REQUIRED ACTION: Nothing but an exact repeat of the entries below should appear in your answer.

[Collected data]
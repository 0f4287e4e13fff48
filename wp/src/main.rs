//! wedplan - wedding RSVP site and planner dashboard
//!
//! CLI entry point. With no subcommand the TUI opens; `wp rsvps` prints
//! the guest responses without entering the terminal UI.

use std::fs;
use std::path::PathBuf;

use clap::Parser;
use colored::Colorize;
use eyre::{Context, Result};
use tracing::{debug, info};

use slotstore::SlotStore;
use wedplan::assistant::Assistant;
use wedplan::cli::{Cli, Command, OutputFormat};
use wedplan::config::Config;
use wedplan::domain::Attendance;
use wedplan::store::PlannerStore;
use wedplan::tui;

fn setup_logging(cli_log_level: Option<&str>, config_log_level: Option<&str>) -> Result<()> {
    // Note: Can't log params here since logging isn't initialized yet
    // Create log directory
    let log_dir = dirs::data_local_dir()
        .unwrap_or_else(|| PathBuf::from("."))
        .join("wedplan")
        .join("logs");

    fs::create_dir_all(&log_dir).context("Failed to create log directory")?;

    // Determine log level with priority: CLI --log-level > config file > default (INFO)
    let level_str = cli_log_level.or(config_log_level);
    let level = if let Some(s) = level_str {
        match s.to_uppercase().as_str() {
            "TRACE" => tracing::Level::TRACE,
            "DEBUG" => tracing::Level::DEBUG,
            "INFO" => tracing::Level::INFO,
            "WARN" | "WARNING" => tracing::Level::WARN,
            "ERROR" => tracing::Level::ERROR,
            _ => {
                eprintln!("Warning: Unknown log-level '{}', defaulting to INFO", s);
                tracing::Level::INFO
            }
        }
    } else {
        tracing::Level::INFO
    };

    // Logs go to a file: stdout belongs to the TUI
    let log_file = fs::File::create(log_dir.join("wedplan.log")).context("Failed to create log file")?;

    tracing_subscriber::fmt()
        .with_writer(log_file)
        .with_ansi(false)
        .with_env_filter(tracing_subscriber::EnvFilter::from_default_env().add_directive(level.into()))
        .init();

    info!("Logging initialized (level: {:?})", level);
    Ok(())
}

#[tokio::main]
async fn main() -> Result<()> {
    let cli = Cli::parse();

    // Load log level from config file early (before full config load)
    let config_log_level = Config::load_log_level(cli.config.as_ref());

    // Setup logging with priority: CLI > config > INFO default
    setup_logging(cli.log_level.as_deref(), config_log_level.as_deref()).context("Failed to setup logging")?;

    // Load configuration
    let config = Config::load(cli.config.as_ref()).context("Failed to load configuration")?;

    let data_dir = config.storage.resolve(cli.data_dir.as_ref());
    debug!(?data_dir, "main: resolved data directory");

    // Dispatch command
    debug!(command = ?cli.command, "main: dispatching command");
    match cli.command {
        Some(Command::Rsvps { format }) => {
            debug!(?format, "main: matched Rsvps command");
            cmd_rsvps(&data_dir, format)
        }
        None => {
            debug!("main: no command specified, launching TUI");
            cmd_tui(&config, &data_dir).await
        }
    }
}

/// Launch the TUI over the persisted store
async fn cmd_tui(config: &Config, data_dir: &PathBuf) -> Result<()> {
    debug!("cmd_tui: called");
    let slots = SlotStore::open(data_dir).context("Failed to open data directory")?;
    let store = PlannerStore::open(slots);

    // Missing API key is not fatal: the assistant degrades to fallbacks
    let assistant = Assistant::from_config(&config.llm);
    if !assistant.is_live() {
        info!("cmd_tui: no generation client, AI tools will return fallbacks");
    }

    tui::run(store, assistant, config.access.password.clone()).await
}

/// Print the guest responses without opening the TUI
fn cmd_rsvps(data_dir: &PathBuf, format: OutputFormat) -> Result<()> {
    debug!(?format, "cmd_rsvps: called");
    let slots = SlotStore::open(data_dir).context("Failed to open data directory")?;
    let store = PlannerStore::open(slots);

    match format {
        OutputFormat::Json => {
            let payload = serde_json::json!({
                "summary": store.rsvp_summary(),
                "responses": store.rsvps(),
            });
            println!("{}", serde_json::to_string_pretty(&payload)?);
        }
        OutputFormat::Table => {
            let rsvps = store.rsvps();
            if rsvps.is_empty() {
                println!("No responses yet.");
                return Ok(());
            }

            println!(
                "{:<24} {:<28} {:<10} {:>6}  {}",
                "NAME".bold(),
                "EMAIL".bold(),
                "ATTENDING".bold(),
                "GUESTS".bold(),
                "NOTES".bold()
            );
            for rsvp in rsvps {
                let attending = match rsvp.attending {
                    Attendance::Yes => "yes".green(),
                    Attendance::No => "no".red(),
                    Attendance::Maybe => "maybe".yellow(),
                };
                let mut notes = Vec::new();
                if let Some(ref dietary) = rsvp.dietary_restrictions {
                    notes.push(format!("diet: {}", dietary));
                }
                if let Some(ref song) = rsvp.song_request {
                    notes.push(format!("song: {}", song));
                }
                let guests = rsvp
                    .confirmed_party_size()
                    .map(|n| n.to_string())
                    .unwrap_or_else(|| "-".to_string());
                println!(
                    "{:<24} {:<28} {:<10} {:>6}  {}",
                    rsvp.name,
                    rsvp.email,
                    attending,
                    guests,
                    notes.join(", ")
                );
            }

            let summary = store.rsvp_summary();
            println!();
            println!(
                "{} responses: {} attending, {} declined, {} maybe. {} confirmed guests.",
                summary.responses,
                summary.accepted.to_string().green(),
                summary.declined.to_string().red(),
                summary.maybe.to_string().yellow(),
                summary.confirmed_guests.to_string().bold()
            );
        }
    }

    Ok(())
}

OUTPUT FOR THIS EXERCISE:
repository 0f4287e4e13fff48
filename wp/src/main.rs
//! wedplan - wedding RSVP site and planner dashboard
//!
//! CLI entry point. With no subcommand the TUI opens; `wp rsvps` prints
//! the guest responses without entering the terminal UI.

use std::fs;
use std::path::PathBuf;

use clap::Parser;
use colored::Colorize;
use eyre::{Context, Result};
use tracing::{debug, info};

use slotstore::SlotStore;
use wedplan::assistant::Assistant;
use wedplan::cli::{Cli, Command, OutputFormat};
use wedplan::config::Config;
use wedplan::domain::Attendance;
use wedplan::store::PlannerStore;
use wedplan::tui;

fn setup_logging(cli_log_level: Option<&str>, config_log_level: Option<&str>) -> Result<()> {
    // Note: Can't log params here since logging isn't initialized yet
    // Create log directory
    let log_dir = dirs::data_local_dir()
        .unwrap_or_else(|| PathBuf::from("."))
        .join("wedplan")
        .join("logs");

    fs::create_dir_all(&log_dir).context("Failed to create log directory")?;

    // Determine log level with priority: CLI --log-level > config file > default (INFO)
    let level_str = cli_log_level.or(config_log_level);
    let level = if let Some(s) = level_str {
        match s.to_uppercase().as_str() {
            "TRACE" => tracing::Level::TRACE,
            "DEBUG" => tracing::Level::DEBUG,
            "INFO" => tracing::Level::INFO,
            "WARN" | "WARNING" => tracing::Level::WARN,
            "ERROR" => tracing::Level::ERROR,
            _ => {
                eprintln!("Warning: Unknown log-level '{}', defaulting to INFO", s);
                tracing::Level::INFO
            }
        }
    } else {
        tracing::Level::INFO
    };

    // Logs go to a file: stdout belongs to the TUI
    let log_file = fs::File::create(log_dir.join("wedplan.log")).context("Failed to create log file")?;

    tracing_subscriber::fmt()
        .with_writer(log_file)
        .with_ansi(false)
        .with_env_filter(tracing_subscriber::EnvFilter::from_default_env().add_directive(level.into()))
        .init();

    info!("Logging initialized (level: {:?})", level);
    Ok(())
}

#[tokio::main]
async fn main() -> Result<()> {
    let cli = Cli::parse();

    // Load log level from config file early (before full config load)
    let config_log_level = Config::load_log_level(cli.config.as_ref());

    // Setup logging with priority: CLI > config > INFO default
    setup_logging(cli.log_level.as_deref(), config_log_level.as_deref()).context("Failed to setup logging")?;

    // Load configuration
    let config = Config::load(cli.config.as_ref()).context("Failed to load configuration")?;

    let data_dir = config.storage.resolve(cli.data_dir.as_ref());
    debug!(?data_dir, "main: resolved data directory");

    // Dispatch command
    debug!(command = ?cli.command, "main: dispatching command");
    match cli.command {
        Some(Command::Rsvps { format }) => {
            debug!(?format, "main: matched Rsvps command");
            cmd_rsvps(&data_dir, format)
        }
        None => {
            debug!("main: no command specified, launching TUI");
            cmd_tui(&config, &data_dir).await
        }
    }
}

/// Launch the TUI over the persisted store
async fn cmd_tui(config: &Config, data_dir: &PathBuf) -> Result<()> {
    debug!("cmd_tui: called");
    let slots = SlotStore::open(data_dir).context("Failed to open data directory")?;
    let store = PlannerStore::open(slots);

    // Missing API key is not fatal: the assistant degrades to fallbacks
    let assistant = Assistant::from_config(&config.llm);
    if !assistant.is_live() {
        info!("cmd_tui: no generation client, AI tools will return fallbacks");
    }

    tui::run(store, assistant, config.access.password.clone()).await
}

/// Print the guest responses without opening the TUI
fn cmd_rsvps(data_dir: &PathBuf, format: OutputFormat) -> Result<()> {
    debug!(?format, "cmd_rsvps: called");
    let slots = SlotStore::open(data_dir).context("Failed to open data directory")?;
    let store = PlannerStore::open(slots);

    match format {
        OutputFormat::Json => {
            let payload = serde_json::json!({
                "summary": store.rsvp_summary(),
                "responses": store.rsvps(),
            });
            println!("{}", serde_json::to_string_pretty(&payload)?);
        }
        OutputFormat::Table => {
            let rsvps = store.rsvps();
            if rsvps.is_empty() {
                println!("No responses yet.");
                return Ok(());
            }

            println!(
                "{:<24} {:<28} {:<10} {:>6}  {}",
                "NAME".bold(),
                "EMAIL".bold(),
                "ATTENDING".bold(),
                "GUESTS".bold(),
                "NOTES".bold()
            );
            for rsvp in rsvps {
                let attending = match rsvp.attending {
                    Attendance::Yes => "yes".green(),
                    Attendance::No => "no".red(),
                    Attendance::Maybe => "maybe".yellow(),
                };
                let mut notes = Vec::new();
                if let Some(ref dietary) = rsvp.dietary_restrictions {
                    notes.push(format!("diet: {}", dietary));
                }
                if let Some(ref song) = rsvp.song_request {
                    notes.push(format!("song: {}", song));
                }
                let guests = rsvp
                    .confirmed_party_size()
                    .map(|n| n.to_string())
                    .unwrap_or_else(|| "-".to_string());
                println!(
                    "{:<24} {:<28} {:<10} {:>6}  {}",
                    rsvp.name,
                    rsvp.email,
                    attending,
                    guests,
                    notes.join(", ")
                );
            }

            let summary = store.rsvp_summary();
            println!();
            println!(
                "{} responses: {} attending, {} declined, {} maybe. {} confirmed guests.",
                summary.responses,
                summary.accepted.to_string().green(),
                summary.declined.to_string().red(),
                summary.maybe.to_string().yellow(),
                summary.confirmed_guests.to_string().bold()
            );
        }
    }

    Ok(())
}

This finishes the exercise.